A record contraction of 23.9 per cent in Gross Domestic Product (GDP) in April-June quarter is unlikely to cause disruption in the bond market as measures announced by the Reserve Bank of India (RBI) on Monday will provide a fresh impetus to buying activity while keeping a lid on yields. Equity markets, which are being driven largely by global liquidity and expectations of normalcy returning to the markets, may remain cautious after sharp falls on Monday, following news of Chinese aggression at the Indian borders, market analysts said.
The decline in nominal GDP growth rate, however, is expected to push up the fiscal deficit for the year. According to a report by Care Ratings, while the nominal GDP growth fell to record lows of -22.6 per cent in Q1 2020-21, as against growth of 8.1 per cent in Q1 2019-20, since it indicated lower revenues for the government it has adverse implications for the fiscal deficit ratio. “The severe contraction in nominal GDP will push up the fiscal deficit ratio (as a percentage of GDP) for the year. The fiscal deficit Budget target of 3.5 per cent for the current fiscal year is based on the assumption of 10 per cent growth in GDP,” said the report.
DK Joshi, chief economist at Crisil, said while fiscal deficit will depend on the full-year GDP, the numbers show that the revenue position of the government in this quarter would have been very tight and fiscal stress would have been high.
From a low of 5.74 per cent on July 10, yield on the 10-year benchmark government bond rose to 6.23 per cent on August 24, but fell subsequently to 6.08 per cent on Monday, as liquidity measures announced by the RBI in the bond market assured investors that the elevated borrowing programme of the government will go through smoothly this year. Yield and bond prices move inversely, with higher yields pushing down bond prices and vice versa — making it difficult for the government to raise funds at cost-effective rates.
“Even though RBI does not take a view on yields, or tries to maintain any particular level, we do expect that there wouldn’t be any undue disruption in the market. Monday’s action (of the RBI) should provide comfort to the market, despite the slump in economic activity,” a senior government official said. Despite record contraction in GDP and expectations of government borrowing heavily in bond markets, the Finance Ministry expects yields to remain “soft”, sources said.

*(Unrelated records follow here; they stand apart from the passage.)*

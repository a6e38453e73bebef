//! Draft form host
//!
//! Wires the pricing engine, the row appender and the contact autofill
//! controller into one draft form and routes UI events to them.

pub mod error;
pub mod state;
pub mod types;

pub use error::{SessionError, SessionResult};
pub use state::DraftForm;
pub use types::*;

“With GDP numbers expected to remain weak in second quarter, inflation expected to decline and accommodative stance from RBI, the bond yields are expected to remain soft in immediately future,” said LIC Mutual Fund CEO Dinesh Pangtey. The RBI on Monday said in support of the accommodative stance of monetary policy, it is committed to ensuring comfortable liquidity and financing conditions in the economy. It announced an increase in the ratio of securities that banks can hold till maturity within their statutory liquidity ratio (SLR) requirement. This would help banks in containing mark to market losses on their bond portfolio. The central bank also announced open market operations and a Rs 1-lakh crore worth of liquidity injection (term repo operation) measures in mid-September to maintain orderly conditions in the market.
“GDP data is on an expected line, now the market will look for GDP recovery in the remaining months of FY21, however, this is not strong enough to offset the shock from Q1. Base effect will push up growth in FY22. Now, watch out will be, after unlock 4.0, how the economic activities pans out and the direction of the high frequency indicators,” said Naveen Kulkarni, chief investment officer, Axis Securities.
Analysts note that while GDP contraction was expected by the financial markets, for the equity segment, other factors will come into play.”What is more concerning for the equity markets is the latest tension brewing on the India China border and also the new margin requirement for the retail investor, which requires the investor to put upfront 20 per cent margin in form of cash or stock for both buy or sell. The Q1FY21 GDP print is already priced in the markets. What needs to be looked at is the Q2FY21 GDP no. If that no. is also on the negative side and on similar lines to Q1FY21 GDP print, then we may see a correction. The current rally and euphoria has been on back of liquidity injected globally and in India. I will continue to be cautious,” said Arjun Yash Mahajan, head–institutional business, Reliance Securities.